1. Flat, sunken, or sad look on the face
2. Really small cheekbones
3. Eyes that slant down
4. Missing eyelid tissue
5. Notch in the lower eyelid
6. An opening or split in the roof of the mouth cleft palate and upper lip (cleft lip)
7. Abnormal airway
8. Small upper and lower jaw and chin
9. Misshapen or missing ears
10. Skin growth in front of the ear

• Causes: Treacher Collins syndrome is caused by an abnormality in someone’s genes, and it arises before they are born. If neither parent has TCS, the chances of having a child with TCS is very low. An adult with TCS has a 50% chance of passing on TCS to their children.
• In over 80 to 93% of cases, Treacher Collins syndrome is caused by changes (mutations) in any of these genes: TCOF1, POLR1C, or POLR1D. These genes appear to play important roles in the early development of bones and other tissues of the face. They are involved in making proteins that help make ribosomal RNA (rRNA). rRNA is a chemical needed to make new proteins that are necessary for normal function and survival of cells. Mutations in these genes can reduce the production of rRNA, which may cause cells involved in the development of facial bones and tissues to die early. This premature cell death may lead to the signs and symptoms of TCS. It is still unclear why the effects of these mutations are generally limited to facial development.
• In a few cases, the genetic cause of the condition is unknown. Genetic mutations are usually thought of as inherited, but most of the mutations that cause this syndrome are found in people without any affected relatives.
• Treacher Collins syndrome is normally caused by a new mutation that occurs at random in a sperm or egg cell before or at the time of conception. There are over 120 different identified mutations that can cause this disorder.
• Treacher Collins syndrome can occur for the first time in a family as a new genetic change in a person (de novo mutation) or may be inherited in families.
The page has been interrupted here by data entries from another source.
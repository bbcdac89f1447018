use super::*;

#[test]
fn premul_scales_channels_by_alpha() {
    let c = Rgba8Premul::from_straight_rgba(255, 128, 0, 128);
    assert_eq!(c.a, 128);
    assert_eq!(c.r, 128);
    assert_eq!(c.g, 64);
    assert_eq!(c.b, 0);
}

#[test]
fn opaque_premul_is_identity() {
    let c = Rgba8Premul::from_straight_rgba(12, 34, 56, 255);
    assert_eq!(c.to_array(), [12, 34, 56, 255]);
}

#[test]
fn canvas_rect_is_square() {
    let r = canvas_rect();
    assert_eq!(r.width(), CANVAS_SIZE);
    assert_eq!(r.height(), CANVAS_SIZE);
    assert_eq!(CANVAS_SIZE / f64::from(GRID_DIVISIONS), 54.0);
}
Treacher Collins syndrome cannot be cured; however, signs and symptoms may be managed to give the child a near to normal appearance with better functional ability:

• Breathing problems: Initially, stabilizing a child’s breathing problems will require treatment as it may be life-threatening. An artificial opening into the windpipe to allow patients to breathe is one of the surgeries. Other cases may only need breathing support at night.
• Feeding problems: Feeding problems may be helped with a feeding tube or gastrostomy tube directly into the stomach bypassing the mouth and throat.
• Facial reconstruction: Patients may undergo facial reconstruction surgery to get a normal appearance through bone grafts or implants. It may also help in closing the opening in the roof of the mouth, repairing the underdeveloped jaw, cheekbones, ears.
• Hearing problems: Addressing any issues with hearing is crucial. The hearing ability must be tested at birth and routinely thereafter. Hearing aids and speech-language therapy are often required.
• Regular eye exams may be done to look for problems with vision, eye movements, and cornea exposure.

Final corrections are usually completed between the ages of 16 and 20 years.